History

Great Britain
- Name: Mildred
- Owner: 1797:Moxon & Co.; 1799:Sharp & Co.;
- Builder: Hull
- Launched: 1797
- Fate: Disappeared after 19 December 1799

General characteristics
- Tons burthen: 398, or 400, or 408 (bm)
- Propulsion: Sail
- Complement: 1797:32; 1799:45;
- Armament: 1797:16 × 4-pounder guns; 1797:10 × 6-pounder guns; 1799:20 × 9&24-pounder guns; 1799:14 × 9-pounder guns + 6 × 24-pounder carronades;

= Mildred (1797 ship) =

Mildred was launched in 1797 at Hull. She made one voyage to Bengal for the British East India Company (EIC). On her return she left for the West Indies. After she left Jamaica she was never heard from again.

==Career and loss==
Mildred appeared in Lloyd's Register in 1797 with M. Jordan, master, and trade Hull—Gravesend.

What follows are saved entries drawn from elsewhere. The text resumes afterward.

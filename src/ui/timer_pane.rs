use crate::app::AppState;
use crate::domain::{format_mm_ss, TimerPhase};
use crate::ui::styles::{
    border_style, default_style, done_style, gauge_style, idle_style, paused_style, running_style,
    title_style,
};
use ratatui::{
    layout::{Alignment, Constraint, Direction, Layout, Rect},
    style::Style,
    text::{Line, Span},
    widgets::{Block, Borders, Gauge, Paragraph},
    Frame,
};

fn phase_badge(phase: TimerPhase) -> (&'static str, Style) {
    match phase {
        TimerPhase::Running => ("● RUNNING", running_style()),
        TimerPhase::Paused => ("⏸ PAUSED", paused_style()),
        TimerPhase::Completed => ("✔ COMPLETE", done_style()),
        TimerPhase::Idle => ("○ IDLE", idle_style()),
    }
}

/// Render the session timer pane: countdown, phase badge, progress gauge
pub fn render_timer_pane(f: &mut Frame, app: &AppState, area: Rect) {
    let block = Block::default()
        .borders(Borders::ALL)
        .border_style(border_style())
        .title(Span::styled(" Session ", title_style()));
    let inner = block.inner(area);
    f.render_widget(block, area);

    let chunks = Layout::default()
        .direction(Direction::Vertical)
        .constraints([
            Constraint::Length(1), // Countdown
            Constraint::Length(1), // Phase badge
            Constraint::Length(1), // spacer
            Constraint::Length(1), // Progress gauge
            Constraint::Min(0),
        ])
        .split(inner);

    let countdown = Paragraph::new(Line::from(Span::styled(
        format_mm_ss(app.timer.remaining_secs()),
        default_style().add_modifier(ratatui::style::Modifier::BOLD),
    )))
    .alignment(Alignment::Center);
    f.render_widget(countdown, chunks[0]);

    let (badge, style) = phase_badge(app.timer.phase());
    let badge_line = Paragraph::new(Line::from(Span::styled(badge, style)))
        .alignment(Alignment::Center);
    f.render_widget(badge_line, chunks[1]);

    let gauge = Gauge::default()
        .gauge_style(gauge_style())
        .ratio(app.timer.progress().clamp(0.0, 1.0))
        .label(format!("of {}", format_mm_ss(app.timer.total_secs())));
    f.render_widget(gauge, chunks[3]);
}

The EIC engaged Mildred on 29 April 1798. Captain Michael Jordan acquired a letter of marque on 10 May 1797. He sailed from Torbay on 22 September 1797, bound for Bengal. Mildred was at St Helena on 1 December and at the Cape of Good Hope on 31 January 1798. She arrived at Calcutta on 3 May. Homeward bound, she was at Saugor on 11 August, the Cape on 22 October, and St Helena on 18 November. She arrived at the Downs on 3 February 1799.

On her return, new owners decided to sail her in the West Indies trade. Lloyd's Register for 1799 shows her master changing from Jordan to Atkinson, her owner from Moxon to Sharp, and her trade from London—India to London—Jamaica.

Captain Thomas Atkinson acquired a letter of marque on 13 July 1799.

==Fate==
Mildred sailed from Jamaica for Savannah and London on 19 December 1799. She was never heard from again.